The quarterly rental totals claimed from the Assembly by the two DUP politicians add up to £14,300, which works out at £57,200 per year.
A Stormont standards report published on May 1 this year said the £57,200 figure was “significantly in excess of what might be regarded as a normal market rent”.
Four days after this report was issued, the Assembly shelled out a further £14,300 for three months rent for the premises. Another £14,300 was issued in August.
The Paisleys’ arrangement is not against the rules, as the current rulebook does not tie MLA rental expenses to market values.
The Church Street rental sum has been defended on the basis of the fit-out costs incurred by the landlord company. The local DUP Association has now stated that it made a £25,000 refurbishment payment last year.
The May 1 report, by Stormont Standards Commissioner Tom Frawley, detailed discussions on the arrangements held with Mr Paisley Jnr in October 2008.
It stated: “Mr Paisley also explained that as the Democratic Unionist Party used the large upstairs area for some Association business it was considering making a contribution of £25,000 towards the overall cost of the accommodation.”
As well as rent, taxpayers have paid for furniture for the Church Street office, including 100 stacking chairs costing some £2,000.
Responding to Mr Allister’s challenge, a DUP spokesman did not answer the ex-MEP’s questions on the office funding.
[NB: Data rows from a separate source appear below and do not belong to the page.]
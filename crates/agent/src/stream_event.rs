//! Streaming turn snapshots.
//!
//! A streamed turn yields a sequence of `TurnSnapshot`s: partial model text
//! while the provider is answering, a snapshot per tool dispatch, and a final
//! snapshot that carries the `TurnResult`.

use fitcoach_core::agent::{LoopState, TurnResult};

use crate::reasoning::{self, ReasoningView};

/// The observable state of a turn at one point in time.
#[derive(Debug, Clone, PartialEq)]
pub struct TurnSnapshot {
    pub state: LoopState,

    /// Model text of the current provider call, accumulated so far.
    pub content: String,

    /// `content` split into reasoning trace and answer.
    pub reasoning: ReasoningView,

    /// Tools invoked earlier in this turn.
    pub tools_invoked: Vec<String>,

    /// Present only on the last snapshot.
    pub result: Option<TurnResult>,
}

impl TurnSnapshot {
    pub fn progress(state: LoopState, content: &str, tools_invoked: &[String]) -> Self {
        Self {
            state,
            content: content.to_string(),
            reasoning: reasoning::parse(content),
            tools_invoked: tools_invoked.to_vec(),
            result: None,
        }
    }

    pub fn finished(result: TurnResult) -> Self {
        Self {
            state: result.state(),
            content: result.answer_text.clone(),
            reasoning: reasoning::parse(&result.answer_text),
            tools_invoked: result.tools_invoked.clone(),
            result: Some(result),
        }
    }

    pub fn is_final(&self) -> bool {
        self.result.is_some()
    }
}

#[cfg(test)]
mod tests {
    use super::*;

    #[test]
    fn progress_snapshot_parses_reasoning() {
        let snap = TurnSnapshot::progress(
            LoopState::AwaitingModel,
            "<thinking>checking the user's goal",
            &["fitness_knowledge".to_string()],
        );
        assert!(snap.reasoning.is_incomplete());
        assert_eq!(snap.tools_invoked, vec!["fitness_knowledge"]);
        assert!(!snap.is_final());
    }

    #[test]
    fn finished_snapshot_carries_result() {
        let result = TurnResult {
            answer_text: "Rest 48 hours between heavy sessions.".into(),
            reasoning_trace: None,
            tools_invoked: vec![],
            provider_calls: 1,
            aborted: false,
            error: None,
        };
        let snap = TurnSnapshot::finished(result.clone());
        assert_eq!(snap.state, LoopState::Done);
        assert!(snap.is_final());
        assert_eq!(snap.result, Some(result));
    }
}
He called on the TUV leader to publish a full breakdown of expenses claimed from the European Parliament “including full details of how much money members of his family received”.
The DUP spokesman also said: “The expenses regime for MEPs has now changed, so a retrospective look at what MEPs were able to spend their expenses on during the previous ‘fundamentally flawed’ system would allow the same rectitude to be brought on that expenditure as is being sought from others.”
Mr Allister has stated that his MEP expenses were published on his website, and that the DUP had no objection to the expenses regime when he represented it in Europe, prior to his 2007 resignation from the party over the Stormont power-sharing deal.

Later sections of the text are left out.